At least on a traditional national news program, we feel the weight of an achoring personality. This is someone who lends the proceedings some sense of perspective and authority. No doubt today’s audience has no stomach for the somewhat paternalistic tone struck by Walter Cronkite, Chet Huntley, David Brinkley, Howard K. Smith or Peter Jennings. The only thing about “the old days” less likely to recur is the use of music by Beethoven as a theme song for a nightly newscast.
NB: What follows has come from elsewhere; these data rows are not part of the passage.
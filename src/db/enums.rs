use diesel::backend::Backend;
use diesel::deserialize::{self, FromSql};
use diesel::pg::Pg;
use diesel::serialize::{self, IsNull, Output, ToSql};
use diesel::sql_types::Text;
use diesel::{AsExpression, FromSqlRow};
use serde::{Deserialize, Serialize};
use std::io::Write;

/// Declares an enum persisted as a lowercase `TEXT` column.
macro_rules! text_enum {
    ($(#[$meta:meta])* $name:ident { $($variant:ident => $text:literal),+ $(,)? }) => {
        $(#[$meta])*
        #[derive(
            Debug, Clone, Copy, PartialEq, Eq, Hash, PartialOrd, Ord,
            Serialize, Deserialize, AsExpression, FromSqlRow,
        )]
        #[diesel(sql_type = Text)]
        #[serde(rename_all = "snake_case")]
        pub enum $name {
            $($variant),+
        }

        impl $name {
            pub const ALL: &'static [$name] = &[$($name::$variant),+];

            pub fn as_str(&self) -> &'static str {
                match self {
                    $($name::$variant => $text),+
                }
            }
        }

        impl std::fmt::Display for $name {
            fn fmt(&self, f: &mut std::fmt::Formatter<'_>) -> std::fmt::Result {
                f.write_str(self.as_str())
            }
        }

        impl std::str::FromStr for $name {
            type Err = String;

            fn from_str(s: &str) -> Result<Self, Self::Err> {
                match s {
                    $($text => Ok($name::$variant),)+
                    other => Err(format!("Unrecognized {} value: {}", stringify!($name), other)),
                }
            }
        }

        impl FromSql<Text, Pg> for $name {
            fn from_sql(bytes: <Pg as Backend>::RawValue<'_>) -> deserialize::Result<Self> {
                let s = <String as FromSql<Text, Pg>>::from_sql(bytes)?;
                s.parse::<$name>().map_err(Into::into)
            }
        }

        impl ToSql<Text, Pg> for $name {
            fn to_sql<'b>(&'b self, out: &mut Output<'b, '_, Pg>) -> serialize::Result {
                out.write_all(self.as_str().as_bytes())?;
                Ok(IsNull::No)
            }
        }
    };
}

text_enum! {
    UserRole {
        Citizen => "citizen",
        Officer => "officer",
        Admin => "admin",
    }
}

impl UserRole {
    /// Officers and admins triage issues.
    pub fn is_staff(&self) -> bool {
        matches!(self, UserRole::Officer | UserRole::Admin)
    }
}

text_enum! {
    /// Declaration order is the board column order.
    IssueStatus {
        Submitted => "submitted",
        Acknowledged => "acknowledged",
        InProgress => "in_progress",
        Resolved => "resolved",
        Rejected => "rejected",
        Closed => "closed",
        Reopened => "reopened",
    }
}

impl IssueStatus {
    /// Statuses that still count against the SLA.
    pub fn is_open(&self) -> bool {
        !matches!(
            self,
            IssueStatus::Resolved | IssueStatus::Rejected | IssueStatus::Closed
        )
    }

    pub fn accepts_votes(&self) -> bool {
        !matches!(self, IssueStatus::Rejected | IssueStatus::Closed)
    }

    pub fn open_statuses() -> Vec<IssueStatus> {
        Self::ALL.iter().copied().filter(|s| s.is_open()).collect()
    }
}

text_enum! {
    IssuePriority {
        Low => "low",
        Medium => "medium",
        High => "high",
        Urgent => "urgent",
    }
}

impl IssuePriority {
    /// One step up, saturating at `Urgent`.
    pub fn escalated(&self) -> Self {
        match self {
            IssuePriority::Low => IssuePriority::Medium,
            IssuePriority::Medium => IssuePriority::High,
            IssuePriority::High | IssuePriority::Urgent => IssuePriority::Urgent,
        }
    }
}

impl Default for IssuePriority {
    fn default() -> Self {
        IssuePriority::Medium
    }
}

text_enum! {
    NotificationKind {
        StatusChanged => "status_changed",
        CommentAdded => "comment_added",
        IssueAssigned => "issue_assigned",
        SlaEscalated => "sla_escalated",
    }
}

#[cfg(test)]
mod tests {
    use super::*;

    #[test]
    fn text_round_trip_matches_serde() {
        for status in IssueStatus::ALL {
            let json = serde_json::to_string(status).unwrap();
            assert_eq!(json, format!("\"{}\"", status.as_str()));
            assert_eq!(status.as_str().parse::<IssueStatus>().unwrap(), *status);
        }
        assert!("pending".parse::<IssueStatus>().is_err());
    }

    #[test]
    fn priority_escalation_saturates() {
        assert_eq!(IssuePriority::Low.escalated(), IssuePriority::Medium);
        assert_eq!(IssuePriority::High.escalated(), IssuePriority::Urgent);
        assert_eq!(IssuePriority::Urgent.escalated(), IssuePriority::Urgent);
        assert!(IssuePriority::Urgent > IssuePriority::Low);
    }

    #[test]
    fn open_statuses_exclude_terminal_ones() {
        let open = IssueStatus::open_statuses();
        assert!(open.contains(&IssueStatus::Submitted));
        assert!(open.contains(&IssueStatus::Reopened));
        assert!(!open.contains(&IssueStatus::Resolved));
        assert!(!open.contains(&IssueStatus::Closed));
        assert!(!IssueStatus::Closed.accepts_votes());
        assert!(IssueStatus::Resolved.accepts_votes());
    }

    #[test]
    fn staff_roles() {
        assert!(UserRole::Officer.is_staff());
        assert!(UserRole::Admin.is_staff());
        assert!(!UserRole::Citizen.is_staff());
    }
}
Yet even in the aftermath of the broadcast Reformation that followed the now-mythic 1960s, personalities like Katie Curic, Diane Sawyer and Brian Williams still offer viewers a point of orientation. Online, anything like a unifying perspective at sites serving the major broadcast news outlets is conspicuously absent. Accordingly, my visit to ABC News and MSNBC turned up only slight variations on the themes I discussed in relation to cbsnews.com in my previous post.
Trivial pursuits.
As it appeared on April 5, 2010, the abcnews.com homepage presented users seeking the big picture with a dizzying array of disassociated design elements. At the top of the list was a thumbnail crawler offering a random sampling of the day’s most titillating gossip. Is Tiger back in the swing? Did Whoopi have an affair? Will Erykah Badu apologize?
What follows on the home page is a patchwork of links and associated thumbnails raining down on our consciousness at random. In mild contrast to CBS, ABC puts slightly less emphasis on its broadcast news menu, but that hardly matters. Far from being about “the news,” abcnews.com is a free-for-all of information overload delivered in no discernable order.
Like the Facebook page it emulates, it’s a list of lists, offering no center of gravity, no focal point and no interpretation of the day’s events. Even within the category headings further down the page, the rationale for grouping these stories is not at all clear. Ironically, this confusing visual experience is not only discouraging to anyone seeking perspective on the news, I also have a hard time believing it serves the needs of the gossip-addicts it panders to.
Demotivating clutter.
MSNBC’s more sober approach has many payoffs, if for no other reason than that the layout gives the users’ eye somewhere to rest. Beyond that, the categorization of news items begins much higher up in the layout and, within each subsection, there’s a clear hierarchy of attention. By whatever criteria the stories are grouped, it’s easy to see what the editors intend me to focus on.
While I may not agree with their choices, the resulting frame of reference makes the site much more readable. That small accomplishment alone lends this site at least the aura of authority, a sense that one might reasonably expect something that YouTube or your BFF can’t offer. Even given that aura, however, the site’s cluttered appearance is still deeply demotivating.